SK The way in which curatorial knowledge is held, is augmented. This allows for experiences that are completely unpredicted by the developer of a system. So this is allowing for the unpredictability of outcomes, of curatorial outcomes. Largely they are not unpredictable these days, everybody has a huge amount of control on the systems that they are building and why they build them. So that the user is never lost, but I do see this potential for these new immersing frameworks which are almost a vision of what was intended. This ability to look around the corner even, to what was not thought of by the conceivers of the system this is potentially very interesting.

GR This is this bottom-up- approach: The archive speaks to us, all the curatorial aspect of the AI ...

SK Exactly, and what does that enable ... I think these are very, very interesting areas.

GR The performative aspects of the archive?

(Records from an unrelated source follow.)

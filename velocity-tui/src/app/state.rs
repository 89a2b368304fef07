use std::time::{Duration, Instant};

use velocity_types::{
    AdminSeedsResponse, Category, DashboardResponse, DashboardStats, GrowthFilter,
    HunterResponse, PlanFeatures, SeedWithTrendCount, SortFilter, StatusFilter,
    SubscriptionTier, TrendDetailResponse, TrendWithRelations,
};

use crate::api::DashboardFilters;

/// Trends revealed per "Load More" step
pub const PAGE_SIZE: usize = 12;

/// How long a toast stays on screen
pub const TOAST_DURATION: Duration = Duration::from_secs(3);

pub const UPGRADE_TITLE: &str = "Unlock 1,000+ More Trends";
pub const UPGRADE_MESSAGE: &str =
    "Upgrade to Pro for unlimited access to all trends, advanced search, and velocity scores.";

#[derive(Debug, Clone, Copy, PartialEq)]
pub enum Screen {
    Dashboard,
    Detail,
    Seeds,
}

#[derive(Debug, Clone, Copy, PartialEq)]
pub enum InputMode {
    Navigation, // shortcuts active
    Typing,     // search box has focus
    SeedTerm,   // new seed box has focus
}

/// Work a key press asked for that needs the network.
/// Key handling stays synchronous; the event loop runs these.
#[derive(Debug, Clone, PartialEq)]
pub enum PendingAction {
    ReloadDashboard,
    OpenDetail(String),
    TriggerScrape,
    LoadSeeds,
    CreateSeed { term: String, category_id: Option<i64> },
    ToggleSeed { id: i64, is_active: bool },
    DeleteSeed(i64),
}

#[derive(Debug, Clone, Copy, PartialEq)]
pub enum ToastKind {
    Info,
    Success,
    Error,
}

#[derive(Debug, Clone)]
pub struct Toast {
    pub message: String,
    pub kind: ToastKind,
    pub shown_at: Instant,
}

impl Toast {
    pub fn new(message: impl Into<String>, kind: ToastKind) -> Self {
        Self {
            message: message.into(),
            kind,
            shown_at: Instant::now(),
        }
    }

    pub fn is_expired(&self, now: Instant) -> bool {
        now.duration_since(self.shown_at) >= TOAST_DURATION
    }
}

/// Who is signed in and what their plan unlocks
#[derive(Debug, Clone)]
pub struct Account {
    pub email: String,
    pub tier: SubscriptionTier,
    pub is_admin: bool,
    pub features: PlanFeatures,
}

impl Account {
    pub fn anonymous() -> Self {
        Self {
            email: String::new(),
            tier: SubscriptionTier::Free,
            is_admin: false,
            features: SubscriptionTier::Free.features(),
        }
    }

    pub fn is_signed_in(&self) -> bool {
        !self.email.is_empty()
    }
}

/// Trend grid with client-side paging over the rows the server returned
#[derive(Debug, Clone)]
pub struct DashboardState {
    pub filters: DashboardFilters,
    pub trends: Vec<TrendWithRelations>,
    pub visible_count: usize,
    pub selected: usize,
    pub tier: SubscriptionTier,
    pub is_my_niches_view: bool,
    pub is_limited_by_plan: bool,
    pub stats: Option<DashboardStats>,
    pub loading: bool,
    pub search_input: String,
}

impl Default for DashboardState {
    fn default() -> Self {
        Self::new()
    }
}

impl DashboardState {
    pub fn new() -> Self {
        Self {
            filters: DashboardFilters::default(),
            trends: Vec::new(),
            visible_count: PAGE_SIZE,
            selected: 0,
            tier: SubscriptionTier::Free,
            is_my_niches_view: false,
            is_limited_by_plan: false,
            stats: None,
            loading: false,
            search_input: String::new(),
        }
    }

    /// Replace the grid with a fresh server response and reset paging
    pub fn apply_response(&mut self, response: DashboardResponse) {
        self.trends = response.trends;
        self.tier = response.tier;
        self.is_my_niches_view = response.is_my_niches_view;
        self.is_limited_by_plan = response.is_limited_by_plan;
        self.visible_count = PAGE_SIZE;
        self.selected = 0;
        self.loading = false;
    }

    pub fn visible_trends(&self) -> &[TrendWithRelations] {
        let end = self.visible_count.min(self.trends.len());
        &self.trends[..end]
    }

    /// Load More is offered only while rows are hidden and the plan is not the limit
    pub fn has_more(&self) -> bool {
        !self.is_limited_by_plan && self.visible_count < self.trends.len()
    }

    pub fn load_more(&mut self) -> bool {
        if !self.has_more() {
            return false;
        }
        self.visible_count += PAGE_SIZE;
        true
    }

    pub fn selected_trend(&self) -> Option<&TrendWithRelations> {
        self.visible_trends().get(self.selected)
    }

    pub fn select_next(&mut self) {
        let len = self.visible_trends().len();
        if len > 0 && self.selected + 1 < len {
            self.selected += 1;
        }
    }

    pub fn select_previous(&mut self) {
        self.selected = self.selected.saturating_sub(1);
    }

    pub fn select_first(&mut self) {
        self.selected = 0;
    }

    pub fn select_last(&mut self) {
        self.selected = self.visible_trends().len().saturating_sub(1);
    }

    pub fn cycle_status(&mut self) {
        self.filters.status = next_in(&StatusFilter::ALL, self.filters.status);
    }

    pub fn cycle_sort(&mut self) {
        self.filters.sort = next_in(&SortFilter::ALL, self.filters.sort);
    }

    pub fn cycle_growth(&mut self) {
        self.filters.growth = next_in(&GrowthFilter::ALL, self.filters.growth);
    }

    pub fn toggle_my_niches(&mut self) {
        self.filters.my_niches = !self.filters.my_niches;
    }

    /// The upgrade banner, shown when the plan capped the result set
    pub fn upgrade_prompt(&self) -> Option<(&'static str, &'static str)> {
        self.is_limited_by_plan.then_some((UPGRADE_TITLE, UPGRADE_MESSAGE))
    }
}

/// The value after `current` in `options`, wrapping around
fn next_in<T: Copy + PartialEq>(options: &[T], current: T) -> T {
    let index = options.iter().position(|o| *o == current).unwrap_or(0);
    options[(index + 1) % options.len()]
}

#[derive(Debug, Clone)]
pub struct DetailState {
    pub response: TrendDetailResponse,
    pub selected_related: usize,
}

impl DetailState {
    pub fn new(response: TrendDetailResponse) -> Self {
        Self {
            response,
            selected_related: 0,
        }
    }

    pub fn trend(&self) -> &TrendWithRelations {
        &self.response.trend
    }

    /// Monthly search volumes, oldest first, for the sparkline
    pub fn volume_series(&self) -> Vec<u64> {
        self.response
            .trend
            .metrics
            .iter()
            .map(|m| m.search_volume.max(0) as u64)
            .collect()
    }

    pub fn select_next_related(&mut self) {
        if self.selected_related + 1 < self.response.related.len() {
            self.selected_related += 1;
        }
    }

    pub fn select_previous_related(&mut self) {
        self.selected_related = self.selected_related.saturating_sub(1);
    }

    pub fn selected_related_slug(&self) -> Option<&str> {
        self.response
            .related
            .get(self.selected_related)
            .map(|t| t.trend.slug.as_str())
    }
}

/// Which seed list the seeds screen shows
#[derive(Debug, Clone, Copy, PartialEq)]
pub enum SeedsView {
    /// The signed-in user's own seeds, capped by the slot limit
    Hunter,
    /// Every seed, admin only
    Manager,
}

#[derive(Debug, Clone)]
pub struct SeedsState {
    pub view: SeedsView,
    pub seeds: Vec<SeedWithTrendCount>,
    pub categories: Vec<Category>,
    pub selected: usize,
    pub can_track_niches: bool,
    pub slots_used: i64,
    /// `None` in the manager, which has no cap
    pub slot_limit: Option<i64>,
    pub term_input: String,
    /// Index into `categories` for the next seed
    pub category: Option<usize>,
    /// Seed awaiting a second `d` press
    pub confirm_delete: Option<i64>,
    pub loading: bool,
}

impl SeedsState {
    pub fn new(view: SeedsView) -> Self {
        Self {
            view,
            seeds: Vec::new(),
            categories: Vec::new(),
            selected: 0,
            can_track_niches: view == SeedsView::Manager,
            slots_used: 0,
            slot_limit: None,
            term_input: String::new(),
            category: None,
            confirm_delete: None,
            loading: false,
        }
    }

    pub fn apply_hunter(&mut self, response: HunterResponse) {
        self.can_track_niches = response.can_track_niches;
        self.slots_used = response.slots_used;
        self.slot_limit = Some(response.slot_limit);
        self.replace(response.seeds, response.categories);
    }

    pub fn apply_admin(&mut self, response: AdminSeedsResponse) {
        self.can_track_niches = true;
        self.slots_used = response.seeds.len() as i64;
        self.slot_limit = None;
        self.replace(response.seeds, response.categories);
    }

    fn replace(&mut self, seeds: Vec<SeedWithTrendCount>, categories: Vec<Category>) {
        self.seeds = seeds;
        if self.category.is_some_and(|i| i >= categories.len()) {
            self.category = None;
        }
        self.categories = categories;
        self.selected = self.selected.min(self.seeds.len().saturating_sub(1));
        self.confirm_delete = None;
        self.loading = false;
    }

    pub fn selected_seed(&self) -> Option<&SeedWithTrendCount> {
        self.seeds.get(self.selected)
    }

    pub fn select_next(&mut self) {
        if self.selected + 1 < self.seeds.len() {
            self.selected += 1;
        }
    }

    pub fn select_previous(&mut self) {
        self.selected = self.selected.saturating_sub(1);
    }

    pub fn slots_full(&self) -> bool {
        self.slot_limit.is_some_and(|limit| self.slots_used >= limit)
    }

    /// No category, then each category in order, then back to none
    pub fn cycle_category(&mut self) {
        self.category = match self.category {
            None if !self.categories.is_empty() => Some(0),
            Some(i) if i + 1 < self.categories.len() => Some(i + 1),
            _ => None,
        };
    }

    pub fn selected_category(&self) -> Option<&Category> {
        self.category.and_then(|i| self.categories.get(i))
    }

    /// Take the typed term and chosen category, leaving the input empty.
    /// `None` when the term is blank.
    pub fn take_new_seed(&mut self) -> Option<(String, Option<i64>)> {
        let term = self.term_input.trim().to_string();
        if term.is_empty() {
            return None;
        }
        self.term_input.clear();
        Some((term, self.selected_category().map(|c| c.id)))
    }
}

SK Also, because the mechanisms for engaging with this material inside museum space, is largely what I do, even if it’s network based. The systems allow now just infinitely more stuff to be accessed and these are very powerful experiences. So you can imagine that a museum visit now is hours long, because it’s infinite in the way that it permutates. Which is interesting for museums that they can build systems that are so rich that they invite multiple visits and that’s the holy grail for museums, the ability to invite people back.
To experience the same thing, but infinitely. And the richness, that is emerging, is a result of huge digitalization in museums and that’s important part to acknowledge that effort it’s gone the last thirty years is so fundamental to the next step. However it is archived and however it has traveled from one decade to the other, of course, there are interesting developments there, such as the transformation of digital data into synthetic DNA. So that you know you could store this data for 5.000 years and 11.000 hours of video will fit in a grain of sand. You know, that means all the data in the world will fit in a suitcase and then you are able to save it for 5.000 years and decode it and listen to it. These are very interesting phenomena, in the transport undergone.

GR This was a perfect summary of our talk: Thank you very, very much!